### Prompt
Collect each line of the entries that holds the string "definitions".

### Records to use

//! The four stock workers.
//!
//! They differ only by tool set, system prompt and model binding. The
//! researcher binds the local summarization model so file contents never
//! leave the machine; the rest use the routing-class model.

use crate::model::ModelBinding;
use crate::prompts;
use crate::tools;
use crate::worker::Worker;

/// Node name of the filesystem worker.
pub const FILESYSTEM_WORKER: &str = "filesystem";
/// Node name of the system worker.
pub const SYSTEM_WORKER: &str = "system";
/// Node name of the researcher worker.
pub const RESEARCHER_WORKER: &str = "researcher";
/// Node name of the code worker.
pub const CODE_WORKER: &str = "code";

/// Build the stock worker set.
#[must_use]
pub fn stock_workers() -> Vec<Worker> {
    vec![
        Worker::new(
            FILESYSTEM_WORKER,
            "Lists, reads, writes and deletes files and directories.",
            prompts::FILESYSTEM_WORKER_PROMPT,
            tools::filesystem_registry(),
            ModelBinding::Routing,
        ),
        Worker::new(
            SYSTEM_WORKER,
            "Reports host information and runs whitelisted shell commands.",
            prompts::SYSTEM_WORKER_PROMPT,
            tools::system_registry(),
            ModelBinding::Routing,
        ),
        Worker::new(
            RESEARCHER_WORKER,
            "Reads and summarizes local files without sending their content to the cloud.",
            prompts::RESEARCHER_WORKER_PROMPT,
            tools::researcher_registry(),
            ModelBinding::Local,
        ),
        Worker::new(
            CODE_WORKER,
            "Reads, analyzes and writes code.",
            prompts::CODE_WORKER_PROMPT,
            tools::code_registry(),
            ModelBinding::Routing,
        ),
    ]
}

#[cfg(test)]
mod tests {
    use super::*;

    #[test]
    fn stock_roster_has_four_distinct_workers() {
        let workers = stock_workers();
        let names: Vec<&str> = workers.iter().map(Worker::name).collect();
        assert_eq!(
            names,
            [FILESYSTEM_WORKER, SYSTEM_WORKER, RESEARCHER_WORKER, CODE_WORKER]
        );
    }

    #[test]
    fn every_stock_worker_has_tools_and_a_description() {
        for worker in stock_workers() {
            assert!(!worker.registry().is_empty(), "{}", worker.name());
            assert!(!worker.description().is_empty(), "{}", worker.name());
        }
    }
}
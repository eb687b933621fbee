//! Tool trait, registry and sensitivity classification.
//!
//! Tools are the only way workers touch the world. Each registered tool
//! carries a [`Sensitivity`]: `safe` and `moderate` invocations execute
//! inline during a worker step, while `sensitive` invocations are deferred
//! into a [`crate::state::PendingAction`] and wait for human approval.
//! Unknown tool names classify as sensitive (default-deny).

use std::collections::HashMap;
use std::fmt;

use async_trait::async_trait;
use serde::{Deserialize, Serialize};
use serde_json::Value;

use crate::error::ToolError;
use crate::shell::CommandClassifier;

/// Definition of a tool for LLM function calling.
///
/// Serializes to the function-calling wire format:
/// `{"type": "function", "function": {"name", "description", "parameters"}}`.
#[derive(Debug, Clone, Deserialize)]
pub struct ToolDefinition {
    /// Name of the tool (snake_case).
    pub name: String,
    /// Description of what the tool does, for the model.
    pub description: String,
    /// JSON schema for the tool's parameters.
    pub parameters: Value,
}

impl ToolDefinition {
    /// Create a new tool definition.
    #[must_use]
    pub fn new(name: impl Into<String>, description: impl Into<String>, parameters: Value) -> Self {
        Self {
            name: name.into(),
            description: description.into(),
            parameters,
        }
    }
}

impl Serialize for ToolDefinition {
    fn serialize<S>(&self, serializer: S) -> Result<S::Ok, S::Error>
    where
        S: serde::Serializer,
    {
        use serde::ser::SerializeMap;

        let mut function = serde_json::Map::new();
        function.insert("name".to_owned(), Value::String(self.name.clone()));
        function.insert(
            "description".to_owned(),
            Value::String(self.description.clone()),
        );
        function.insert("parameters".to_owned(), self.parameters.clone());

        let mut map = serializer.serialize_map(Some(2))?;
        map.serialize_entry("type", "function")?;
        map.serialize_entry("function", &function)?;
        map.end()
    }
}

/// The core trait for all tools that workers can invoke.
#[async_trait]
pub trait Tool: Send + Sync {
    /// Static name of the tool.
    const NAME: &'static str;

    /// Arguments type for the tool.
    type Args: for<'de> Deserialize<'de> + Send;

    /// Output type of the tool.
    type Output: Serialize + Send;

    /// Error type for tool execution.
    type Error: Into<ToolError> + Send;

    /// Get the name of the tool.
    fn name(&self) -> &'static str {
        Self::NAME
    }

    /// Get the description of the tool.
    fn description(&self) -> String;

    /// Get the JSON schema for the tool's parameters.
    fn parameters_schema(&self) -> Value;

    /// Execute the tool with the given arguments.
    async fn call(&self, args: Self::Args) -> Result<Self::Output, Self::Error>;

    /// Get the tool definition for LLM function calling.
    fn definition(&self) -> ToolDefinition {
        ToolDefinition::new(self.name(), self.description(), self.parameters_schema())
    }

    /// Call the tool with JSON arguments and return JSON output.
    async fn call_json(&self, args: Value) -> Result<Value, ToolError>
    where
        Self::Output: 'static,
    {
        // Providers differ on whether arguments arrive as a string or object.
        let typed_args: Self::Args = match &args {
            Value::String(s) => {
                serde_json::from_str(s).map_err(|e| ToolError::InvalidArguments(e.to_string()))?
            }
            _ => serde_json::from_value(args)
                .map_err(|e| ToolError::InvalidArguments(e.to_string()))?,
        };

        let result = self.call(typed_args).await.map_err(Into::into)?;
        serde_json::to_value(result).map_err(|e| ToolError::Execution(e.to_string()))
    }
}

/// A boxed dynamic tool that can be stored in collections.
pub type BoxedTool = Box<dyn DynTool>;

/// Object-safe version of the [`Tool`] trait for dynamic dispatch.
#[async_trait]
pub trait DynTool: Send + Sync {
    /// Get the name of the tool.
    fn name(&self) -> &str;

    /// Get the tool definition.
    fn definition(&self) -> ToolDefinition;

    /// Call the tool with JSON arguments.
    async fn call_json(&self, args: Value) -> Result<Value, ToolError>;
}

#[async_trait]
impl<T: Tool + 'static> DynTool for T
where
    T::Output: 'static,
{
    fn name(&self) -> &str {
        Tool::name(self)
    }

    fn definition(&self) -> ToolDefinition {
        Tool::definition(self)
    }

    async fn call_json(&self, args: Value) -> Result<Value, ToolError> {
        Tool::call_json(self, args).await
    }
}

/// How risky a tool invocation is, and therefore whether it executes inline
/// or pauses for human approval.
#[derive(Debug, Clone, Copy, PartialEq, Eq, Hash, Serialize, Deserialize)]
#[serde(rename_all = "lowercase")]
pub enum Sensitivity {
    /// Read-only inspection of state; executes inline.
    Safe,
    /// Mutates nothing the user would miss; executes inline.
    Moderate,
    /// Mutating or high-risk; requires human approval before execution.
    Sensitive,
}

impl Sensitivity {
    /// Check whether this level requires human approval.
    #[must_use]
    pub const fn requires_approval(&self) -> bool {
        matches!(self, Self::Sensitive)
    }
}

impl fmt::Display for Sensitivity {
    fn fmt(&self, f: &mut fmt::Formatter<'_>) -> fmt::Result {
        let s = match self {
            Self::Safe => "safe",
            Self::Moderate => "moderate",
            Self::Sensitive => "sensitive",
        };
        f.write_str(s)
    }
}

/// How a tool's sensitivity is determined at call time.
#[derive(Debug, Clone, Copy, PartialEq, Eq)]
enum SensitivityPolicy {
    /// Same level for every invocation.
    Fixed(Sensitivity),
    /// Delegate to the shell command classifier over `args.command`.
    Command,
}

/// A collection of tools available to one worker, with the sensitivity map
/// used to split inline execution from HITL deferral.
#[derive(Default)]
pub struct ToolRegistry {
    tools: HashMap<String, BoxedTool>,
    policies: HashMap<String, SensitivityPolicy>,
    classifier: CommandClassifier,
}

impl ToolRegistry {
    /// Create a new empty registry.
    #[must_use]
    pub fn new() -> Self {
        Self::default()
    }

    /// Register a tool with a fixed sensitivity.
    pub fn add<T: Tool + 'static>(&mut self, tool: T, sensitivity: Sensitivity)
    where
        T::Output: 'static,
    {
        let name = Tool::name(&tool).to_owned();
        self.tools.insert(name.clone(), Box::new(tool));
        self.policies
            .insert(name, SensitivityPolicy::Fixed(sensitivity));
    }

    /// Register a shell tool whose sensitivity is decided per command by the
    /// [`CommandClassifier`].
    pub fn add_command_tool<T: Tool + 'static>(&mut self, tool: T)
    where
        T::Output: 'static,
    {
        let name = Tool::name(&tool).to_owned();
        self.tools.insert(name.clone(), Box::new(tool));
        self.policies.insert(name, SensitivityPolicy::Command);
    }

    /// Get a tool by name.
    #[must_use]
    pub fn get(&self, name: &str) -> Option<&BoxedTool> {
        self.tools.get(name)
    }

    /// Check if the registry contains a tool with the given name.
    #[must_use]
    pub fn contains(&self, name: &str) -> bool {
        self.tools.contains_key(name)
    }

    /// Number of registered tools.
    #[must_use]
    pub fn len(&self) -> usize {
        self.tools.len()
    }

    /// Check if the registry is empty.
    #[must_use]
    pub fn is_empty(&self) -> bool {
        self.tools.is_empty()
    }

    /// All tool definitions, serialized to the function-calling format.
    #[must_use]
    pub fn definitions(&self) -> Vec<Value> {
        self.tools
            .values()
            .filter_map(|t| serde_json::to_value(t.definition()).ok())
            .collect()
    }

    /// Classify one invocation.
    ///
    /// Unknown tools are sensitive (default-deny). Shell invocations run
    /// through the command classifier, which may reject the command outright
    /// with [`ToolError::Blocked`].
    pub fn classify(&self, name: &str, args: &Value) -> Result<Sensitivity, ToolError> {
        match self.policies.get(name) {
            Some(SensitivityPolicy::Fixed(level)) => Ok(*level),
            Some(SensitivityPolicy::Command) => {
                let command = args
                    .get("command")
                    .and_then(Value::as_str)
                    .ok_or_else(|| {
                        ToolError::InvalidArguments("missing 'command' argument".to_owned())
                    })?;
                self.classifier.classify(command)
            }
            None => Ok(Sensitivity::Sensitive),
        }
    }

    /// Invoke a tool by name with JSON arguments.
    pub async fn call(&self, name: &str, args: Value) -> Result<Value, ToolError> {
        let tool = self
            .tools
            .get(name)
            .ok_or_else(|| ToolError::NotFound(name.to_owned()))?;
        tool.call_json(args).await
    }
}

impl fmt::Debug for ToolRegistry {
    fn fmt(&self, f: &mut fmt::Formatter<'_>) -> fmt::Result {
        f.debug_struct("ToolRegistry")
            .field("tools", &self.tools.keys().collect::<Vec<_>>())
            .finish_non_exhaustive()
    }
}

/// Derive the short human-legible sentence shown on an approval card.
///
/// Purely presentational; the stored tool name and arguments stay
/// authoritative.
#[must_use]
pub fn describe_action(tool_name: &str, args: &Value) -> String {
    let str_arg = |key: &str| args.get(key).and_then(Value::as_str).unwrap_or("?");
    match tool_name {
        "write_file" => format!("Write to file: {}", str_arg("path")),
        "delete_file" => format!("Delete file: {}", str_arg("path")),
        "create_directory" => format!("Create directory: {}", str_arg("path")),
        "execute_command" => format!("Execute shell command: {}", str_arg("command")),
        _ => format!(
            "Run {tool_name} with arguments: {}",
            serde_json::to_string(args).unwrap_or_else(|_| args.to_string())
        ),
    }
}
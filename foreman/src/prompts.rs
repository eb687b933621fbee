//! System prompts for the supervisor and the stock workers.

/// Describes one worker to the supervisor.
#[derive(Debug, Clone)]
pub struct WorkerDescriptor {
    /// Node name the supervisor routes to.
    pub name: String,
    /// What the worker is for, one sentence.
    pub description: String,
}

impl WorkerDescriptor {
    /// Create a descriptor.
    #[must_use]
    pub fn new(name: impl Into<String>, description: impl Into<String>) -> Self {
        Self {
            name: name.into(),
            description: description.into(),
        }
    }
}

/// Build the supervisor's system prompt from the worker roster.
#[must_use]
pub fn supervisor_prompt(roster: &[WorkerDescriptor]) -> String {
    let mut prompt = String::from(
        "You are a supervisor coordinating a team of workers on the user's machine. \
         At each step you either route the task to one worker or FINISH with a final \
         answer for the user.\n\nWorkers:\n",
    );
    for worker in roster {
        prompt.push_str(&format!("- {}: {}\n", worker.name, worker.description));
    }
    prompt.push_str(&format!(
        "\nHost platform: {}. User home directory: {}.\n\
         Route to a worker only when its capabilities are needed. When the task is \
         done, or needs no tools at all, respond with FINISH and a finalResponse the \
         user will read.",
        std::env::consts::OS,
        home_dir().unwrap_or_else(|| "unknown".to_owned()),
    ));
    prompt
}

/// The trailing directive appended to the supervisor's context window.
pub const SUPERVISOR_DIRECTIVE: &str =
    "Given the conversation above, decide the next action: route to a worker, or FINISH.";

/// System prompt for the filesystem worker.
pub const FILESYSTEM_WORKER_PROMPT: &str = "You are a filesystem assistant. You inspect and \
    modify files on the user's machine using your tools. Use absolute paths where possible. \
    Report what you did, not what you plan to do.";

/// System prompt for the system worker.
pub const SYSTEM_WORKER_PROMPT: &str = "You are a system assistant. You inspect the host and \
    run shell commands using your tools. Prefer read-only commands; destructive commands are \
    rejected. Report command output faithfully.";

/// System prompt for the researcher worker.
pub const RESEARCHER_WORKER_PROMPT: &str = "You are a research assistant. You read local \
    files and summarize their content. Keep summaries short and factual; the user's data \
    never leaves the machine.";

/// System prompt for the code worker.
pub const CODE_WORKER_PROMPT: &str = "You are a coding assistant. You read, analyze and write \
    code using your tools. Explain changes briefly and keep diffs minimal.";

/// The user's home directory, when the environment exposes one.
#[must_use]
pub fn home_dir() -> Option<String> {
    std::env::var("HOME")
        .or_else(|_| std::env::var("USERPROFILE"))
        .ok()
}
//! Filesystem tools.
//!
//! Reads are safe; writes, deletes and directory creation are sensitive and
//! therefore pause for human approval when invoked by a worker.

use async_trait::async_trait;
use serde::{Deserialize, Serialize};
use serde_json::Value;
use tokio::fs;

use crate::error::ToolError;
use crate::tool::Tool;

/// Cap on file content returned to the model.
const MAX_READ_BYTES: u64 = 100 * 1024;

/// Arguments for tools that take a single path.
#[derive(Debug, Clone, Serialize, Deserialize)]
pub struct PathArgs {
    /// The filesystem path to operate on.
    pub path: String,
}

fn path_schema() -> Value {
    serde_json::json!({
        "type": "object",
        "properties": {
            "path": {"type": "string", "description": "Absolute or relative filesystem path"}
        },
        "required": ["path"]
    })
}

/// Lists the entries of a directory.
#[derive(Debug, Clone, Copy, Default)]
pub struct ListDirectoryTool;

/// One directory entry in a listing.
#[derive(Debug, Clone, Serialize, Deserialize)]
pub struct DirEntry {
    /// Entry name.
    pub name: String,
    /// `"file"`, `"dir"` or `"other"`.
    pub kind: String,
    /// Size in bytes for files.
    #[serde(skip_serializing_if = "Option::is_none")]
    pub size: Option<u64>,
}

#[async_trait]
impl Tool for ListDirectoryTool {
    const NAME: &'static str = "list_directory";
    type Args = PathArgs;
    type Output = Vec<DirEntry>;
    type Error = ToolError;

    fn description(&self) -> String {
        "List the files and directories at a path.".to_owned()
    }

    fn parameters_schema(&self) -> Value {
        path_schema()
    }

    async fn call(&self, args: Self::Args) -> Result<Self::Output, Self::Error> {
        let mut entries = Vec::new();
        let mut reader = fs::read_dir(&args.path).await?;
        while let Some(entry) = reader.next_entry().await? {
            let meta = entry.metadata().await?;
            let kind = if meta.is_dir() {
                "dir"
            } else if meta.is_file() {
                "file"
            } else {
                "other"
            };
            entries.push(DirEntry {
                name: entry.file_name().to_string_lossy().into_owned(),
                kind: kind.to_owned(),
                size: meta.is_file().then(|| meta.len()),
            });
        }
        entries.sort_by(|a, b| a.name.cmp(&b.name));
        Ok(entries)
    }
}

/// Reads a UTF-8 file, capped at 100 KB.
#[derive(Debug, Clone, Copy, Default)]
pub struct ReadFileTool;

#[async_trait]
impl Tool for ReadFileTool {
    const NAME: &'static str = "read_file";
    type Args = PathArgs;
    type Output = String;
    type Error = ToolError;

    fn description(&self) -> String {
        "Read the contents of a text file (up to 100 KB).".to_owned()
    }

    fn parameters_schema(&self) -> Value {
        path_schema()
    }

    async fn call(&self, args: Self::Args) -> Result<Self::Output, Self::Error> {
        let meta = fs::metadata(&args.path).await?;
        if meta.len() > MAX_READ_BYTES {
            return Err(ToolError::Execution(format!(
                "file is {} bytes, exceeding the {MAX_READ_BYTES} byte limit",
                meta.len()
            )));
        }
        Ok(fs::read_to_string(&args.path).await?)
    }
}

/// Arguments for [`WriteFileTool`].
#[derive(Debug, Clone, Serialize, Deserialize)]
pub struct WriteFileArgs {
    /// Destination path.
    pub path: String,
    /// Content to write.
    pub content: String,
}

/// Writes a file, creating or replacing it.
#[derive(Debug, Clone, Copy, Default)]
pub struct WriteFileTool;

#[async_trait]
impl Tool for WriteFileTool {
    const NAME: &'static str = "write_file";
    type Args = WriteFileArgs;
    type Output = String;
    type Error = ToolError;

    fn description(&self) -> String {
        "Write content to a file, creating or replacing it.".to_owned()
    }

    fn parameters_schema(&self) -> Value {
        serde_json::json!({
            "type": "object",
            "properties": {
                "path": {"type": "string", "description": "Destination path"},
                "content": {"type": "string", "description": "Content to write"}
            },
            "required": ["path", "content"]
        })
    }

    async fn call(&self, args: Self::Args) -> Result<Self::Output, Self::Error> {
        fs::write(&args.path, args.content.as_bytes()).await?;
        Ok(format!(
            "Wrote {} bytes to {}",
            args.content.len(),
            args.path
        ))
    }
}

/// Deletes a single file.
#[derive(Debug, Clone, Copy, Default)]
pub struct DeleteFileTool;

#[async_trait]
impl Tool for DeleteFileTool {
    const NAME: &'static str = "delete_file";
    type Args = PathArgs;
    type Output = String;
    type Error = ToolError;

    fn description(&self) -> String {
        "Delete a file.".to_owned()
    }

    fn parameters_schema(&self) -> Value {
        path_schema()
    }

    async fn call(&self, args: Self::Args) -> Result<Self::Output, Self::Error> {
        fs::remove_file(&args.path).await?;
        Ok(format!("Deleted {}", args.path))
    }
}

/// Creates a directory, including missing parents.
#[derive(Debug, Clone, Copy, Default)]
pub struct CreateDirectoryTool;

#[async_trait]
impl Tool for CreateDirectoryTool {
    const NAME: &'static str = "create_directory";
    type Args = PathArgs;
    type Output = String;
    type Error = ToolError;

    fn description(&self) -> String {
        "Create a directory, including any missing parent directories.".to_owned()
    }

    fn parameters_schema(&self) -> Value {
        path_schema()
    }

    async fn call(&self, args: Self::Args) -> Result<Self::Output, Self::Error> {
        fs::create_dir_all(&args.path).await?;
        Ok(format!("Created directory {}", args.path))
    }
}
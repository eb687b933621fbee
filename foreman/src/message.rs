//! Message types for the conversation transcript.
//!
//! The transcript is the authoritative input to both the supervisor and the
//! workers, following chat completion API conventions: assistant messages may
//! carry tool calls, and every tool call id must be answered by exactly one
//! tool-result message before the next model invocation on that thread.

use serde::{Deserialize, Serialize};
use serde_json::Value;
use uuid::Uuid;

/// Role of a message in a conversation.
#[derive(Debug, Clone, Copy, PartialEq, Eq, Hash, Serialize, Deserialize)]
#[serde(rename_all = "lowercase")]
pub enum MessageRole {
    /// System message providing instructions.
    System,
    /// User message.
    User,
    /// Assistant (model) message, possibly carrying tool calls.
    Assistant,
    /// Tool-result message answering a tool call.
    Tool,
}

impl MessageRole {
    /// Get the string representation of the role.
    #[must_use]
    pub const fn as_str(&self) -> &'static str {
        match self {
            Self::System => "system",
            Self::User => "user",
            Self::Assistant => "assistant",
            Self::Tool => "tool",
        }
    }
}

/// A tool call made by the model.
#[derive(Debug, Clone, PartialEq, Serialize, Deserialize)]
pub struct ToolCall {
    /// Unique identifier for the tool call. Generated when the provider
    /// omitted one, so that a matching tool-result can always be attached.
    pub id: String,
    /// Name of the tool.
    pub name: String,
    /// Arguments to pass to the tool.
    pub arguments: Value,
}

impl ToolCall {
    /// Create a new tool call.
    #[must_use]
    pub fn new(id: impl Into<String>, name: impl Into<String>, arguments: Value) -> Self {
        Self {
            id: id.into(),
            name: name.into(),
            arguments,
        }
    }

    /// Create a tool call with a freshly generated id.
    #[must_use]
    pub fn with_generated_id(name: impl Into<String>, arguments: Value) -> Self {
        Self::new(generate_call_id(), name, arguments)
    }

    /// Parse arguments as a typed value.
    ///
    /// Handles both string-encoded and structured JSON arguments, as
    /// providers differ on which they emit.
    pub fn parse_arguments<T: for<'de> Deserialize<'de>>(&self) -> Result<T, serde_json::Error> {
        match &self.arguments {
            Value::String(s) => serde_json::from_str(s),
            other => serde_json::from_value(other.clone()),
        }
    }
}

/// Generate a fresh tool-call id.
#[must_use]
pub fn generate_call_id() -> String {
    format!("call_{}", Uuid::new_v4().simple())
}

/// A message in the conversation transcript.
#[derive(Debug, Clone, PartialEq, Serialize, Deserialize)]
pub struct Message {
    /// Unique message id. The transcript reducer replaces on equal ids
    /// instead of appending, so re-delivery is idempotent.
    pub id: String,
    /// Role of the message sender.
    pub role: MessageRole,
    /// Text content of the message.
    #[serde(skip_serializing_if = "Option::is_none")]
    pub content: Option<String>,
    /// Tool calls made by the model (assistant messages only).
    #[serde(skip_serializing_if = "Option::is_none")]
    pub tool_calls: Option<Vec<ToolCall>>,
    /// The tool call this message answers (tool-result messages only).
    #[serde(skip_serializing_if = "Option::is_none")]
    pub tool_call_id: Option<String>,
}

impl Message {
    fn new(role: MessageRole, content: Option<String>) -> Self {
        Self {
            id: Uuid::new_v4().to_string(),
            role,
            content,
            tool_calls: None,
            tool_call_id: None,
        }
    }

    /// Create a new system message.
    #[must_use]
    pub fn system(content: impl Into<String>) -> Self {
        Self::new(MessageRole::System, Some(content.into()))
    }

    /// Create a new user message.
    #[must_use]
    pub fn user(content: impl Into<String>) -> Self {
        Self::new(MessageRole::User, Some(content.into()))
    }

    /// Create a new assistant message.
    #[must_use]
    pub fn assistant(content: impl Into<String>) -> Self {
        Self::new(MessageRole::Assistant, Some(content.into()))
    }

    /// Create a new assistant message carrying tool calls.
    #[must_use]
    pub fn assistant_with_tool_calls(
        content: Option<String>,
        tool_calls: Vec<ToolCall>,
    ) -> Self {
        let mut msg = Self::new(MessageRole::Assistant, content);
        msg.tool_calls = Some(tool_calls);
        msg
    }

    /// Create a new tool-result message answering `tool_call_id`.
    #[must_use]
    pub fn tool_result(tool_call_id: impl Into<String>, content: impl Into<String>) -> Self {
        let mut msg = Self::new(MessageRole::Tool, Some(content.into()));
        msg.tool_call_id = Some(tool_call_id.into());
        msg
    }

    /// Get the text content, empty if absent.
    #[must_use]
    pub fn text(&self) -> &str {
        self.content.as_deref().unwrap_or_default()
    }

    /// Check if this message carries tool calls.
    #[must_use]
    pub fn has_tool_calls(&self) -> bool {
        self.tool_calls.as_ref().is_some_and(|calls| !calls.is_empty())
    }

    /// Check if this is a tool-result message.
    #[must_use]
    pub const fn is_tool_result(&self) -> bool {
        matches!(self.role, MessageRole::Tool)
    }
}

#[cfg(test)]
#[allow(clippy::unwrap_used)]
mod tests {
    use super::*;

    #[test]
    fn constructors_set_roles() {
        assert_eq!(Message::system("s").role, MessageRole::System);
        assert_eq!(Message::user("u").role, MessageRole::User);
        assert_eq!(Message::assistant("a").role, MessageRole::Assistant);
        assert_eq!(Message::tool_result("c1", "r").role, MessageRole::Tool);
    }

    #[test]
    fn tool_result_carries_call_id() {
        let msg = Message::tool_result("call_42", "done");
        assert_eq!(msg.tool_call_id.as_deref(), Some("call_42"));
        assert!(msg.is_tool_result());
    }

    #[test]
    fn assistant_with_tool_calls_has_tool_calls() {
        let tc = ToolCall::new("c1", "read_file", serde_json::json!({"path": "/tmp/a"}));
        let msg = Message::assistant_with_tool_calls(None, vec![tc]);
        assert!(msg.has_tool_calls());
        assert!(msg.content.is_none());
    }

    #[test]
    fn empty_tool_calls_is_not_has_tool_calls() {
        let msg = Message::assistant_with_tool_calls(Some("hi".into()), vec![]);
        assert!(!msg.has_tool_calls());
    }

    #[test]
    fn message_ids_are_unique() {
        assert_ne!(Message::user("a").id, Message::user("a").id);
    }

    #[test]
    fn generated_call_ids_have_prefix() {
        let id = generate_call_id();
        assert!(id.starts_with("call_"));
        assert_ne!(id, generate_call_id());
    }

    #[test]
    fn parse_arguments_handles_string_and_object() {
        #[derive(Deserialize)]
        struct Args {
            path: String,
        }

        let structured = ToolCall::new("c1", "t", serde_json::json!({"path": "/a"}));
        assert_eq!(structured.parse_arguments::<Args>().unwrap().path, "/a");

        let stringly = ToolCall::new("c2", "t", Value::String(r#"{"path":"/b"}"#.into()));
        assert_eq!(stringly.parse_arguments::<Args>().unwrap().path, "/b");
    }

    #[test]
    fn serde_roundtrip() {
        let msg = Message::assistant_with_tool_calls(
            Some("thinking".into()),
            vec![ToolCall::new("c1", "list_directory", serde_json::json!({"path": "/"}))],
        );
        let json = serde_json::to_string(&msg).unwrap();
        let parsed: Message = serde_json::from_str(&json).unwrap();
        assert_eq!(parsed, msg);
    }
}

### Exercise response
    /// All tool definitions, serialized to the function-calling format.
    pub fn definitions(&self) -> Vec<Value> {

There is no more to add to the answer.